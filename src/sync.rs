//! URL sync controller.
//!
//! Keeps the browser-style history and the directive store consistent in
//! both directions. Write-back observes store changes, encodes the directive
//! (theme guaranteed present), debounces, and navigates with a push when the
//! mode:variant key changed or a replace otherwise. Read-back decodes the
//! `state` parameter on back/forward and re-applies it to the store. Both
//! directions are guarded against feedback loops: URL-originated store
//! changes never trigger a re-encode.

use async_trait::async_trait;
use parking_lot::Mutex;
use std::sync::atomic::{AtomicBool, Ordering};
use std::sync::Arc;
use std::time::Duration;
use tokio::task::JoinHandle;

use crate::codec::{decode_state, encode_state, ensure_theme, to_store_directive, validate_directive};
use crate::store::{DirectiveOrigin, DirectiveStore};
use crate::types::{Directive, ThemeCatalog};

/// Debounce applied to URL write-backs.
pub const DEFAULT_DEBOUNCE: Duration = Duration::from_millis(250);

/// Browser-style history holding the single `state` query parameter.
///
/// The URL is a global mutable resource; the controller is its only writer
/// on the write-back path, and reads it on popstate.
#[async_trait]
pub trait HistoryBackend: Send + Sync {
    /// Current value of the `state` query parameter.
    async fn state_param(&self) -> Option<String>;

    /// Navigate, creating a new history entry.
    async fn push(&self, state: Option<String>);

    /// Navigate, replacing the current history entry.
    async fn replace(&self, state: Option<String>);
}

struct HistoryInner {
    entries: Vec<Option<String>>,
    index: usize,
}

/// In-memory history with a back/forward stack.
///
/// Backs tests and non-browser embeddings; `back()`/`forward()` move the
/// cursor the way browser navigation does, after which the embedder calls
/// the controller's popstate handler.
pub struct InMemoryHistory {
    inner: Mutex<HistoryInner>,
}

impl InMemoryHistory {
    /// Create a history with a single clean entry.
    pub fn new() -> Arc<Self> {
        Arc::new(Self {
            inner: Mutex::new(HistoryInner {
                entries: vec![None],
                index: 0,
            }),
        })
    }

    /// Current entry's state value.
    pub fn current(&self) -> Option<String> {
        let inner = self.inner.lock();
        inner.entries[inner.index].clone()
    }

    /// Number of entries in the stack.
    pub fn depth(&self) -> usize {
        self.inner.lock().entries.len()
    }

    /// Go back one entry. Returns false at the start of the stack.
    pub fn back(&self) -> bool {
        let mut inner = self.inner.lock();
        if inner.index == 0 {
            return false;
        }
        inner.index -= 1;
        true
    }

    /// Go forward one entry. Returns false at the end of the stack.
    pub fn forward(&self) -> bool {
        let mut inner = self.inner.lock();
        if inner.index + 1 >= inner.entries.len() {
            return false;
        }
        inner.index += 1;
        true
    }
}

#[async_trait]
impl HistoryBackend for InMemoryHistory {
    async fn state_param(&self) -> Option<String> {
        self.current()
    }

    async fn push(&self, state: Option<String>) {
        let mut inner = self.inner.lock();
        let cut = inner.index + 1;
        inner.entries.truncate(cut);
        inner.entries.push(state);
        inner.index += 1;
    }

    async fn replace(&self, state: Option<String>) {
        let mut inner = self.inner.lock();
        let index = inner.index;
        inner.entries[index] = state;
    }
}

/// Push when the mode:variant navigation key changed, replace otherwise.
///
/// Pure so the history decision is testable independent of timers.
pub fn should_push(prev_nav_key: Option<&str>, next_nav_key: &str) -> bool {
    prev_nav_key != Some(next_nav_key)
}

/// Bidirectional URL <-> store synchronizer.
pub struct UrlSyncController {
    store: Arc<DirectiveStore>,
    history: Arc<dyn HistoryBackend>,
    themes: ThemeCatalog,
    debounce: Duration,
    applying_from_url: AtomicBool,
    last_nav_key: Mutex<Option<String>>,
    pending: Mutex<Option<JoinHandle<()>>>,
    closed: AtomicBool,
}

impl UrlSyncController {
    /// Create a controller with the default debounce.
    pub fn new(
        store: Arc<DirectiveStore>,
        history: Arc<dyn HistoryBackend>,
        themes: ThemeCatalog,
    ) -> Arc<Self> {
        Self::with_debounce(store, history, themes, DEFAULT_DEBOUNCE)
    }

    /// Create a controller with an explicit debounce.
    pub fn with_debounce(
        store: Arc<DirectiveStore>,
        history: Arc<dyn HistoryBackend>,
        themes: ThemeCatalog,
        debounce: Duration,
    ) -> Arc<Self> {
        Arc::new(Self {
            store,
            history,
            themes,
            debounce,
            applying_from_url: AtomicBool::new(false),
            last_nav_key: Mutex::new(None),
            pending: Mutex::new(None),
            closed: AtomicBool::new(false),
        })
    }

    /// Subscribe to the store so write-backs happen automatically.
    ///
    /// Must be called inside a tokio runtime: the debounce timer is spawned
    /// from the store's synchronous notification.
    pub fn attach(self: &Arc<Self>) {
        let weak = Arc::downgrade(self);
        self.store.subscribe(Box::new(move |directive, origin| {
            if let Some(controller) = weak.upgrade() {
                controller.on_store_changed(directive.clone(), origin);
            }
        }));
    }

    fn is_closed(&self) -> bool {
        self.closed.load(Ordering::SeqCst)
    }

    fn on_store_changed(self: Arc<Self>, directive: Directive, origin: DirectiveOrigin) {
        if self.is_closed() {
            return;
        }
        if origin == DirectiveOrigin::Url || self.applying_from_url.load(Ordering::SeqCst) {
            tracing::debug!("change originated from URL; skipping write-back");
            return;
        }
        self.schedule_write(directive);
    }

    fn schedule_write(self: Arc<Self>, directive: Directive) {
        let debounce = self.debounce;
        let controller = Arc::clone(&self);
        let mut pending = self.pending.lock();
        if let Some(previous) = pending.take() {
            previous.abort();
        }
        *pending = Some(tokio::spawn(async move {
            tokio::time::sleep(debounce).await;
            controller.write_now(directive).await;
        }));
    }

    /// Encode a directive into the URL immediately (debounce already spent).
    ///
    /// On oversized state, retries once with narration cleared from the URL
    /// copy only; if still oversized the write is abandoned and the URL keeps
    /// its last valid state.
    pub async fn write_now(&self, mut directive: Directive) {
        if self.is_closed() {
            return;
        }
        ensure_theme(&mut directive, &self.store.active_theme());

        let encoded = match encode_state(&directive) {
            Ok(encoded) => encoded,
            Err(err) if err.is_too_large() => {
                tracing::warn!(%err, "state too large; retrying without narration");
                let mut stripped = directive.clone();
                stripped.set_narration("");
                match encode_state(&stripped) {
                    Ok(encoded) => encoded,
                    Err(err) => {
                        tracing::warn!(%err, "state still too large; abandoning URL write");
                        return;
                    }
                }
            }
            Err(err) => {
                tracing::warn!(%err, "state encoding failed; abandoning URL write");
                return;
            }
        };

        if self.history.state_param().await.as_deref() == Some(encoded.as_str()) {
            tracing::debug!("URL already current; skipping navigation");
            return;
        }

        let nav_key = directive.nav_key();
        let push = {
            let mut last = self.last_nav_key.lock();
            let push = should_push(last.as_deref(), &nav_key);
            *last = Some(nav_key);
            push
        };

        if push {
            self.history.push(Some(encoded)).await;
        } else {
            self.history.replace(Some(encoded)).await;
        }
    }

    /// Apply the current URL state on startup.
    ///
    /// A malformed or invalid `state` parameter is stripped from the URL
    /// (history replace) and the store falls back to landing.
    pub async fn initialize_from_url(&self) {
        let Some(param) = self.history.state_param().await else {
            self.apply_from_url(Directive::landing(self.store.active_theme()));
            return;
        };

        match decode_state(&param).and_then(|value| validate_directive(value, &self.themes)) {
            Some(directive) => self.apply_from_url(self.bridge(directive)),
            None => {
                tracing::warn!("invalid state parameter at startup; cleaning URL");
                self.history.replace(None).await;
                self.apply_from_url(Directive::landing(self.store.active_theme()));
            }
        }
    }

    /// Re-apply URL state after browser back/forward.
    ///
    /// Absent parameter resets to a landing directive with the active theme;
    /// invalid state degrades the same way.
    pub async fn handle_popstate(&self) {
        if self.is_closed() {
            return;
        }
        let directive = match self.history.state_param().await {
            Some(param) => decode_state(&param)
                .and_then(|value| validate_directive(value, &self.themes))
                .map(|directive| self.bridge(directive))
                .unwrap_or_else(|| Directive::landing(self.store.active_theme())),
            None => Directive::landing(self.store.active_theme()),
        };
        self.apply_from_url(directive);
    }

    fn bridge(&self, mut directive: Directive) -> Directive {
        ensure_theme(&mut directive, &self.store.active_theme());
        to_store_directive(directive)
    }

    fn apply_from_url(&self, directive: Directive) {
        if let Some(theme) = directive.theme() {
            if *theme != self.store.active_theme() {
                self.store.set_theme(theme.clone(), DirectiveOrigin::Url);
            }
        }

        self.applying_from_url.store(true, Ordering::SeqCst);
        self.store.set_directive(directive, DirectiveOrigin::Url);
        self.applying_from_url.store(false, Ordering::SeqCst);

        // Keep the push-vs-replace key aligned with what the URL now shows.
        *self.last_nav_key.lock() = Some(self.store.directive().nav_key());
    }

    /// Tear down: abort any pending debounce timer and refuse further work.
    pub fn close(&self) {
        self.closed.store(true, Ordering::SeqCst);
        if let Some(pending) = self.pending.lock().take() {
            pending.abort();
        }
    }
}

*Work to be completed:* Exactly those lines that run from the start of the listing to the line containing "Read-back decodes the" should be output, and no others.

*Task output:*
filename src/sync.rs
//! URL sync controller.
//!
//! Keeps the browser-style history and the directive store consistent in
//! both directions. Write-back observes store changes, encodes the directive
//! (theme guaranteed present), debounces, and navigates with a push when the
//! mode:variant key changed or a replace otherwise. Read-back decodes the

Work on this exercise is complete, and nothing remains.